Data provided section start

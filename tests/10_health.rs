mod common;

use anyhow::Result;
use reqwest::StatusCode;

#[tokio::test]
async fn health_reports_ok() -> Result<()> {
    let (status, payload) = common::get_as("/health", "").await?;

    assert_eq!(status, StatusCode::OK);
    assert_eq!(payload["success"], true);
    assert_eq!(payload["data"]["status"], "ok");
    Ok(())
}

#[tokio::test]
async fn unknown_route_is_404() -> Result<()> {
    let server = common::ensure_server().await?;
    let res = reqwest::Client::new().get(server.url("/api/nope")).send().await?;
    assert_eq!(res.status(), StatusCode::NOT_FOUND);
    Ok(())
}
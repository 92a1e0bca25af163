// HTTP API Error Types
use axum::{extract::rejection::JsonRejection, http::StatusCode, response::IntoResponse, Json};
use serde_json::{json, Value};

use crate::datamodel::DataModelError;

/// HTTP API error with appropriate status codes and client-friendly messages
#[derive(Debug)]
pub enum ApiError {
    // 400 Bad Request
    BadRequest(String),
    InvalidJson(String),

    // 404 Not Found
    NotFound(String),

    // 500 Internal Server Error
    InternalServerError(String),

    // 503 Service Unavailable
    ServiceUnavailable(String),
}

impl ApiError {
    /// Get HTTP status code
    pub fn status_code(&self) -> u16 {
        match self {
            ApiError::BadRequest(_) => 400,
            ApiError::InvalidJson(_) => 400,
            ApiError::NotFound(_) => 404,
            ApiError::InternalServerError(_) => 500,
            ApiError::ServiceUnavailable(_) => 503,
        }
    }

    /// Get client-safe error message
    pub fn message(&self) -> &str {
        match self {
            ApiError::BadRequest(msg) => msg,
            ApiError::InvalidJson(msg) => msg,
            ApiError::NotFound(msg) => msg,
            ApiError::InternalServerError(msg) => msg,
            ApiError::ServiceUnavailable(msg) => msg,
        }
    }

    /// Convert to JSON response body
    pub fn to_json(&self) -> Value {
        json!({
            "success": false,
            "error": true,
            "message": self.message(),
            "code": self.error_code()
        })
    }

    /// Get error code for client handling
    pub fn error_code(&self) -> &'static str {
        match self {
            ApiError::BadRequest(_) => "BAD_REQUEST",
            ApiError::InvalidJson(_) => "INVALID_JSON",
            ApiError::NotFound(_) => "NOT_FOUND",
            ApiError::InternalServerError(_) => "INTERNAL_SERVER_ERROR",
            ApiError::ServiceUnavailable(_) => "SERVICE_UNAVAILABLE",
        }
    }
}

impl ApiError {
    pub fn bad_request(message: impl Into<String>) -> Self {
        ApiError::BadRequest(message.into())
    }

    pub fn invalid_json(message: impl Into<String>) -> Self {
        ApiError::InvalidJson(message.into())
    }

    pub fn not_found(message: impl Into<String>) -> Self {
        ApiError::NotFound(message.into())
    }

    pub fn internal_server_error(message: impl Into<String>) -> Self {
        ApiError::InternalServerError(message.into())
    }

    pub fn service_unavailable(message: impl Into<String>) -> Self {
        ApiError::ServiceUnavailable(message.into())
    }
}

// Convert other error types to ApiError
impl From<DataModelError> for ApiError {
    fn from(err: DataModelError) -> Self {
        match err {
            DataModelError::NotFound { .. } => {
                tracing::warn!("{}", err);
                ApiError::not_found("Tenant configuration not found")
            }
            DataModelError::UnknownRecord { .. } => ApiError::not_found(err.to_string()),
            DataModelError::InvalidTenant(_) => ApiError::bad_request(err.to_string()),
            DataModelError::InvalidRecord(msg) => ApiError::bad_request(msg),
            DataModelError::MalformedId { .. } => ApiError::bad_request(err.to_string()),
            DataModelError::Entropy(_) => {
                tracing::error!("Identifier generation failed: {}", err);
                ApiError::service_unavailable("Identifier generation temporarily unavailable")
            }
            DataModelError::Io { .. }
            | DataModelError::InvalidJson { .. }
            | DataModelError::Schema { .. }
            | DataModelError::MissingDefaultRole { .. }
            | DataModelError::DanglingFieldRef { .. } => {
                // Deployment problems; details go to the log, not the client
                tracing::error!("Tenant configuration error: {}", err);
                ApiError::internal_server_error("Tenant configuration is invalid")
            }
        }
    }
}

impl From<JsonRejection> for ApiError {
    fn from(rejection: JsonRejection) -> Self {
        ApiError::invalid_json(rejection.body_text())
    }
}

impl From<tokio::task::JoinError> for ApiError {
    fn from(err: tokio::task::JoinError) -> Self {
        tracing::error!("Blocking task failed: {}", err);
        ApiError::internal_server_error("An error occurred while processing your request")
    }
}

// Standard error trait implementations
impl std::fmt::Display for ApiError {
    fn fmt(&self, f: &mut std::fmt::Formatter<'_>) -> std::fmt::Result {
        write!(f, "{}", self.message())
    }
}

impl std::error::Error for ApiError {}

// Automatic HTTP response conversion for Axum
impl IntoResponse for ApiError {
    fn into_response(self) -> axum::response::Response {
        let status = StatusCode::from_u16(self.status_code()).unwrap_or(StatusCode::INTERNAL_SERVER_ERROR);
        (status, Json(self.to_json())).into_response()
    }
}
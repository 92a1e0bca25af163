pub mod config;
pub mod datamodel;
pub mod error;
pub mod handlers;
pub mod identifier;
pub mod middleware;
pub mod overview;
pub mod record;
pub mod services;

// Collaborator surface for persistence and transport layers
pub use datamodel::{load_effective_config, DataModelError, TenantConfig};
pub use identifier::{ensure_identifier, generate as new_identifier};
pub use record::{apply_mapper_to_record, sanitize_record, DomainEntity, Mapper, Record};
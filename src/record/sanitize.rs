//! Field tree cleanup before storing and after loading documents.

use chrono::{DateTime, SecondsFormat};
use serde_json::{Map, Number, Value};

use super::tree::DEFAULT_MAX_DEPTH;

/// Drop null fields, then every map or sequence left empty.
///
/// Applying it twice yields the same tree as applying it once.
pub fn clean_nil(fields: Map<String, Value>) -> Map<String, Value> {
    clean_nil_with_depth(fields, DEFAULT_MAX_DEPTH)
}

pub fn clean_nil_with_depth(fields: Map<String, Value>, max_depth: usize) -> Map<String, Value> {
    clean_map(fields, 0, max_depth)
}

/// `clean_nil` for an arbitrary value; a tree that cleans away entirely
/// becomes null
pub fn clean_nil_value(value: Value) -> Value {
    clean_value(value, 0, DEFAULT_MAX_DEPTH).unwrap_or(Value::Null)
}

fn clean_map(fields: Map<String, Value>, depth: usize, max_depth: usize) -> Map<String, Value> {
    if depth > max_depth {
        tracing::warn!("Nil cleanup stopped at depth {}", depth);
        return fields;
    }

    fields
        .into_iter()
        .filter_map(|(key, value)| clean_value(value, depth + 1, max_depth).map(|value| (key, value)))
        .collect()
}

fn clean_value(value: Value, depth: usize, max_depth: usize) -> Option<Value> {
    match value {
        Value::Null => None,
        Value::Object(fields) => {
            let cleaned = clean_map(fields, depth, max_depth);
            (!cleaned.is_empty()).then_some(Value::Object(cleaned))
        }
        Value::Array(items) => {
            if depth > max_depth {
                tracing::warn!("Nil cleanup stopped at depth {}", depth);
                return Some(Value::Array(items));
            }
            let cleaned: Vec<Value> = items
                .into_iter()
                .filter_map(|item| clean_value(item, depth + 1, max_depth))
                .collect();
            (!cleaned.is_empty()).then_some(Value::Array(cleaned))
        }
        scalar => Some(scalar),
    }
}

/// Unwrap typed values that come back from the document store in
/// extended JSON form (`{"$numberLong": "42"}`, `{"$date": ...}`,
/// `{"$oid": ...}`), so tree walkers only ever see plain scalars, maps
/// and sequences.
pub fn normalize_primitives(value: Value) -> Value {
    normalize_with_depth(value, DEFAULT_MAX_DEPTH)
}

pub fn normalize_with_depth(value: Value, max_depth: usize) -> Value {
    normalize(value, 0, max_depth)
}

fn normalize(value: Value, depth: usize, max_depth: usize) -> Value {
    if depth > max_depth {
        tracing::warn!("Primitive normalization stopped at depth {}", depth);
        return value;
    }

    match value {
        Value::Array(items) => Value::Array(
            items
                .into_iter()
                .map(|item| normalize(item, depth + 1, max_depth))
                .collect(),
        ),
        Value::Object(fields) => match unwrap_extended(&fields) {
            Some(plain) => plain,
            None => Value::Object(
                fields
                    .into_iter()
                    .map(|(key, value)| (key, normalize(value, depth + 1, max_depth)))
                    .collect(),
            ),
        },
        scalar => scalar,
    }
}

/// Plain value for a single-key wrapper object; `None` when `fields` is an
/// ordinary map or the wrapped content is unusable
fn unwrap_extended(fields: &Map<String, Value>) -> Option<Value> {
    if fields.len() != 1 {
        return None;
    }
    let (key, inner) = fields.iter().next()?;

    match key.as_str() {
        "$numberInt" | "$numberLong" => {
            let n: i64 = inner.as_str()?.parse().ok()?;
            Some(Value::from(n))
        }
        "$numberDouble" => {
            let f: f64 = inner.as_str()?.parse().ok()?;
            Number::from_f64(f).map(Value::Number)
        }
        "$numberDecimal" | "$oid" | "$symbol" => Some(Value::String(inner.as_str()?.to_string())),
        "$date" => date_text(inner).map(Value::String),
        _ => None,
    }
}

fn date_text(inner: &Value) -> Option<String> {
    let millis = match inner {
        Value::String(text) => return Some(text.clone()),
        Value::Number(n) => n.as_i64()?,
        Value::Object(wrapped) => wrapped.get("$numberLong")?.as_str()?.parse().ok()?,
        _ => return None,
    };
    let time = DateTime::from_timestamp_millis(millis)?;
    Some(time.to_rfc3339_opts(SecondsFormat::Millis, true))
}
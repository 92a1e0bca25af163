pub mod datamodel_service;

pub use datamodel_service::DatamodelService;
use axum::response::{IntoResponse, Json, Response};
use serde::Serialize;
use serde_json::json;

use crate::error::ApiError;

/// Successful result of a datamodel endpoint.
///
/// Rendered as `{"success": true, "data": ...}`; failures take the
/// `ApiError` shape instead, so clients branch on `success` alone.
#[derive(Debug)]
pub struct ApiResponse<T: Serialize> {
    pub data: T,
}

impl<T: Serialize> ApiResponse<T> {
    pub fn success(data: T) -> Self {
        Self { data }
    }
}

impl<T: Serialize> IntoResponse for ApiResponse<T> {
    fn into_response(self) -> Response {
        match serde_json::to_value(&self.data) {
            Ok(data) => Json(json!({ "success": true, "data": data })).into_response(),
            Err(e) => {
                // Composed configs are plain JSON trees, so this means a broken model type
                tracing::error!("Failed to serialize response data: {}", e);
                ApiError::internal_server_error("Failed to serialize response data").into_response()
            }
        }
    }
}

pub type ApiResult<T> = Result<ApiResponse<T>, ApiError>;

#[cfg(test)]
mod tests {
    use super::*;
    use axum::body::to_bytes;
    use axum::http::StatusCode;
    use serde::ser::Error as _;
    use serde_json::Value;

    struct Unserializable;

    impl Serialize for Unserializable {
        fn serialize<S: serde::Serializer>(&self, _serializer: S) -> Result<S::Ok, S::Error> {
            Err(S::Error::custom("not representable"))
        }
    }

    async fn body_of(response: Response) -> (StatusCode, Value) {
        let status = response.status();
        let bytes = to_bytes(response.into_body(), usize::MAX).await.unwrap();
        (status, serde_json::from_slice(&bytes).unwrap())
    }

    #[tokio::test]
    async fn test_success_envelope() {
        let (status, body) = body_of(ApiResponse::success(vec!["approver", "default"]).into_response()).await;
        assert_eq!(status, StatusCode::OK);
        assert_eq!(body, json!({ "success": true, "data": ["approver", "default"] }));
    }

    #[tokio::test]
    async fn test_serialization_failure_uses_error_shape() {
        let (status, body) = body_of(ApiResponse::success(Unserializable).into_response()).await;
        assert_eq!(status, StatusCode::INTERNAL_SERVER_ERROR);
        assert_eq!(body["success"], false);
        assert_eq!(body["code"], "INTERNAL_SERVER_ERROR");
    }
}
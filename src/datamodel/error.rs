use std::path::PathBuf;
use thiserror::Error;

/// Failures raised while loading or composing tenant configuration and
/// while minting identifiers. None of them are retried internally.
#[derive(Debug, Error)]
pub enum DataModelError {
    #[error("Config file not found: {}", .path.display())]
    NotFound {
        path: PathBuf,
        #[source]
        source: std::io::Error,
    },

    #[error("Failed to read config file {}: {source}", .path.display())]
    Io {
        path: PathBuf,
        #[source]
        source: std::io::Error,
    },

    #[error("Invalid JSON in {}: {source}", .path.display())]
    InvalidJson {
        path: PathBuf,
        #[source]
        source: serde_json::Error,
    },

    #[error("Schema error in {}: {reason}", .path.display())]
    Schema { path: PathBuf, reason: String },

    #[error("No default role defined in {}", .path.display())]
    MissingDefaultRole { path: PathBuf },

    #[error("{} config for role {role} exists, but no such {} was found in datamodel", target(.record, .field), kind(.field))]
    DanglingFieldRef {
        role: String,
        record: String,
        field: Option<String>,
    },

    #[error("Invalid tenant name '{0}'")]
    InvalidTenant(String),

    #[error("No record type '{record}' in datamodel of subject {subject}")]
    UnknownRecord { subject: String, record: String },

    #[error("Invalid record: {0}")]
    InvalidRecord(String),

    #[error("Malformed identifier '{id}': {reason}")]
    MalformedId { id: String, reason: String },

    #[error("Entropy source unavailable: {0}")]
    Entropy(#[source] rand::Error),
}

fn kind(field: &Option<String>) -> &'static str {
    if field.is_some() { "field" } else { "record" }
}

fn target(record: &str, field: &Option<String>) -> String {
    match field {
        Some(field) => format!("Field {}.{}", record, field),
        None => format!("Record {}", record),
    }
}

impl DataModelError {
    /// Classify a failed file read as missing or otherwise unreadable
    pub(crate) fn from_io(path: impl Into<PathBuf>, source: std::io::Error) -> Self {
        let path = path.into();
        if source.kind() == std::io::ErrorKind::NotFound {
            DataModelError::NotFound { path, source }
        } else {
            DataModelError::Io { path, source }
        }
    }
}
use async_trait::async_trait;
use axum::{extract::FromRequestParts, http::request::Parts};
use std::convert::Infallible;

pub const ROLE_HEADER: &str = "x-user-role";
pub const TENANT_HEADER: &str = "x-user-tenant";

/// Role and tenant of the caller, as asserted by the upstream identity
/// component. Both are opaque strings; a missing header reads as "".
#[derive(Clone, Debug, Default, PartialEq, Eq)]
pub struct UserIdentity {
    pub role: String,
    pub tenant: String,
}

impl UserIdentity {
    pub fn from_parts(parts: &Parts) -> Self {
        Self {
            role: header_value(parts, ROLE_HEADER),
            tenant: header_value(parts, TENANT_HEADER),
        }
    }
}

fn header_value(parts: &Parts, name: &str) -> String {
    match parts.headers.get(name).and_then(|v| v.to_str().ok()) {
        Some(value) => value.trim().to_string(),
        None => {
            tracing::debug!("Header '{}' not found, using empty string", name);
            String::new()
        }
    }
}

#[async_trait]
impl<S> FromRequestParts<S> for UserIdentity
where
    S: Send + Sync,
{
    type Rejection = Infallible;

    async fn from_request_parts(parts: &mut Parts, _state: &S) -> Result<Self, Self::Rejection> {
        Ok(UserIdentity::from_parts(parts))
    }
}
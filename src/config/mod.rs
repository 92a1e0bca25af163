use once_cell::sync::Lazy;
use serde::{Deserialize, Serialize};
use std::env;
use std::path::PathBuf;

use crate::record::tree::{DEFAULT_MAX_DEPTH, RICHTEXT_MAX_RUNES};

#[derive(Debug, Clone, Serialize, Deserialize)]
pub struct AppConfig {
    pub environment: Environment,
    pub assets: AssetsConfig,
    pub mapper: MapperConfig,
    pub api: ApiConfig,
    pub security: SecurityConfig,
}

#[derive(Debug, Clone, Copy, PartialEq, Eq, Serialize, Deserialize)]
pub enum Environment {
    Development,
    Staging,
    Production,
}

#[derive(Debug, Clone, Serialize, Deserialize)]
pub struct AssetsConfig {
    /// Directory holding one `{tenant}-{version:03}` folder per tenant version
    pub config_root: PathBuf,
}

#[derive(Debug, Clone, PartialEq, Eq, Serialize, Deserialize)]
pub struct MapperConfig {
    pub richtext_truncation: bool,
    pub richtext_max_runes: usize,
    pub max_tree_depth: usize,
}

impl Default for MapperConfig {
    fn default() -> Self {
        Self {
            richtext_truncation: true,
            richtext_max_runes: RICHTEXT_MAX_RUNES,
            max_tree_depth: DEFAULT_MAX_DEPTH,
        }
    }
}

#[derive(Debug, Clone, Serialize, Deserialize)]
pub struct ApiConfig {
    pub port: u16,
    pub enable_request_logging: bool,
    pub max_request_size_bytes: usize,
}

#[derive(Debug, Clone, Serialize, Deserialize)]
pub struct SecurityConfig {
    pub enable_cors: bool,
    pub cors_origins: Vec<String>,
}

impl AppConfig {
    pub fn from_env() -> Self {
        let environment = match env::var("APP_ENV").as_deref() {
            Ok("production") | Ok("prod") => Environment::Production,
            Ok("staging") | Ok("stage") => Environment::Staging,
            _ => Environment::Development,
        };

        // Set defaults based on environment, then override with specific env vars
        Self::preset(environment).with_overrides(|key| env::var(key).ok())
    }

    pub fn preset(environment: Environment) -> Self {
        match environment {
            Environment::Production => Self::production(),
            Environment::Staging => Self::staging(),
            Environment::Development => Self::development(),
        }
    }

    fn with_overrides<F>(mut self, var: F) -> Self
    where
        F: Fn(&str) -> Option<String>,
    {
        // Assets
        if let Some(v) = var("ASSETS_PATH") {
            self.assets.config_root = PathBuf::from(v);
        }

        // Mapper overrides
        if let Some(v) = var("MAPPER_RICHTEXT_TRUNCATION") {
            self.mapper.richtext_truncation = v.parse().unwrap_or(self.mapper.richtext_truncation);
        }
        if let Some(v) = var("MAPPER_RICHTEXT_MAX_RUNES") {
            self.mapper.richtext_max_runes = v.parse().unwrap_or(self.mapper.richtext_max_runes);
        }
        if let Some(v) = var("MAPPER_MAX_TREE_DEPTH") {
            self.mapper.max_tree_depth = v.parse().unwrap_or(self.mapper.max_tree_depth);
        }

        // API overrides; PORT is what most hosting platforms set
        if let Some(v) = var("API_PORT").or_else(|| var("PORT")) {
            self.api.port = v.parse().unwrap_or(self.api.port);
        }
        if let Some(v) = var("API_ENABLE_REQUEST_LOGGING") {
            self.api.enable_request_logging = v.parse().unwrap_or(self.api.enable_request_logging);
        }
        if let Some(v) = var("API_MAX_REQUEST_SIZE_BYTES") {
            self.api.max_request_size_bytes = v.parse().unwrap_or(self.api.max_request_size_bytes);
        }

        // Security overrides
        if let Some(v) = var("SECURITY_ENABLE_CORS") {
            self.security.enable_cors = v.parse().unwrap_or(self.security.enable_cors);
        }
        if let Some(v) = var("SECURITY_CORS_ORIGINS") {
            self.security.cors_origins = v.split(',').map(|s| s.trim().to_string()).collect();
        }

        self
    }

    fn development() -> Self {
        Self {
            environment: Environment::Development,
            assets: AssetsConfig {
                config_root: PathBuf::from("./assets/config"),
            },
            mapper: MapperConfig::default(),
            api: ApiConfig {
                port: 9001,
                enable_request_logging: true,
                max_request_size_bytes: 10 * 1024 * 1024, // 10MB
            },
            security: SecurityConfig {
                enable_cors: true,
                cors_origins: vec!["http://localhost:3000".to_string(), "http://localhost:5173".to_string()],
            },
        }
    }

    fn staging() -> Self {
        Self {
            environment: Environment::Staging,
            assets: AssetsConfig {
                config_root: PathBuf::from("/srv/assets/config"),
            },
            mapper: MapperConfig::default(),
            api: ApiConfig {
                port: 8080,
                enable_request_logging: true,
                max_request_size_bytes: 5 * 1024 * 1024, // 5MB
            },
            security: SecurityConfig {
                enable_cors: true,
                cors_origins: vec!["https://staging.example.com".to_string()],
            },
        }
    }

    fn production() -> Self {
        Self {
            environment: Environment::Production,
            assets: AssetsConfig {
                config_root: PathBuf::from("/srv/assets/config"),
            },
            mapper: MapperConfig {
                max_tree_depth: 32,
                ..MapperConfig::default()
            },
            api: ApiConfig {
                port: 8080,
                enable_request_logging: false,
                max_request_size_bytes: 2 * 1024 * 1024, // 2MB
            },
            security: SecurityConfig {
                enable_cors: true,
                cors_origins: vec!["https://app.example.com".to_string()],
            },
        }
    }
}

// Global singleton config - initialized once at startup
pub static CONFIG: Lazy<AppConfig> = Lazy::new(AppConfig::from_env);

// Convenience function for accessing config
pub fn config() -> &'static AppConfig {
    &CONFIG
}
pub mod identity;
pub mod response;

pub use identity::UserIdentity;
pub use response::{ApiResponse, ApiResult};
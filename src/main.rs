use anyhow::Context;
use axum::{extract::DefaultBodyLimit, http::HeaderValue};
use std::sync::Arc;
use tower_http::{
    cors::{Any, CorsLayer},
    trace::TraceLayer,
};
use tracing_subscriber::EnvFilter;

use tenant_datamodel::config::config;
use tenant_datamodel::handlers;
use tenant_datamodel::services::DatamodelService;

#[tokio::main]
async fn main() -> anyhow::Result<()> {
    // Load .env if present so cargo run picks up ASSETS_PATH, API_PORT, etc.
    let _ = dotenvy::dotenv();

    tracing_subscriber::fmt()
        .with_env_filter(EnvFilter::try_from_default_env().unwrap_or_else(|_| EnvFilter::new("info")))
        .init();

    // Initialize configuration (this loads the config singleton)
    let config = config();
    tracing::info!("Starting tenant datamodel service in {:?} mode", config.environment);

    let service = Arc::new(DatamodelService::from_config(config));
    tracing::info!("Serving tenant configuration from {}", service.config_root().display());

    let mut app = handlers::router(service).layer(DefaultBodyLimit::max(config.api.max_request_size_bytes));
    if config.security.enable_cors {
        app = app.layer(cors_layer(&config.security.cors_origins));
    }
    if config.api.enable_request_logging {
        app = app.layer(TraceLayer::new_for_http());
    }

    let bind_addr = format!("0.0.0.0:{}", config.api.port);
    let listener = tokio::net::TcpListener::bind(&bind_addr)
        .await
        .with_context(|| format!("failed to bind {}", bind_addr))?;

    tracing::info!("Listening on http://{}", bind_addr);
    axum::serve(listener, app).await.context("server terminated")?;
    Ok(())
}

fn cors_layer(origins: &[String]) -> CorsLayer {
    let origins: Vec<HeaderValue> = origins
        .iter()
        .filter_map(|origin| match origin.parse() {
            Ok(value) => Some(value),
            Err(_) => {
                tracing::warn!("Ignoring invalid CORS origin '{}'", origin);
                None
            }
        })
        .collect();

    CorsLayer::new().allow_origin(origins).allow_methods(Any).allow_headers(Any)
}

Data provided section end

Problem statement:
When the line with "(status, Json(self.to_json())).into_response()" is reached in the data above, begin copying, and stop after the line with "Value>, depth: usize, max_depth: usize)"; copy each line exactly, both ends included.

Answer space:
        (status, Json(self.to_json())).into_response()
    }
}
repository 92a1e0bca25af163
pub mod config;
pub mod datamodel;
pub mod error;
pub mod handlers;
pub mod identifier;
pub mod middleware;
pub mod overview;
pub mod record;
pub mod services;

// Collaborator surface for persistence and transport layers
pub use datamodel::{load_effective_config, DataModelError, TenantConfig};
pub use identifier::{ensure_identifier, generate as new_identifier};
pub use record::{apply_mapper_to_record, sanitize_record, DomainEntity, Mapper, Record};
filename src/record/sanitize.rs
//! Field tree cleanup before storing and after loading documents.

use chrono::{DateTime, SecondsFormat};
use serde_json::{Map, Number, Value};

use super::tree::DEFAULT_MAX_DEPTH;

/// Drop null fields, then every map or sequence left empty.
///
/// Applying it twice yields the same tree as applying it once.
pub fn clean_nil(fields: Map<String, Value>) -> Map<String, Value> {
    clean_nil_with_depth(fields, DEFAULT_MAX_DEPTH)
}

pub fn clean_nil_with_depth(fields: Map<String, Value>, max_depth: usize) -> Map<String, Value> {
    clean_map(fields, 0, max_depth)
}

/// `clean_nil` for an arbitrary value; a tree that cleans away entirely
/// becomes null
pub fn clean_nil_value(value: Value) -> Value {
    clean_value(value, 0, DEFAULT_MAX_DEPTH).unwrap_or(Value::Null)
}

fn clean_map(fields: Map<String, Value>, depth: usize, max_depth: usize) -> Map<String, Value> {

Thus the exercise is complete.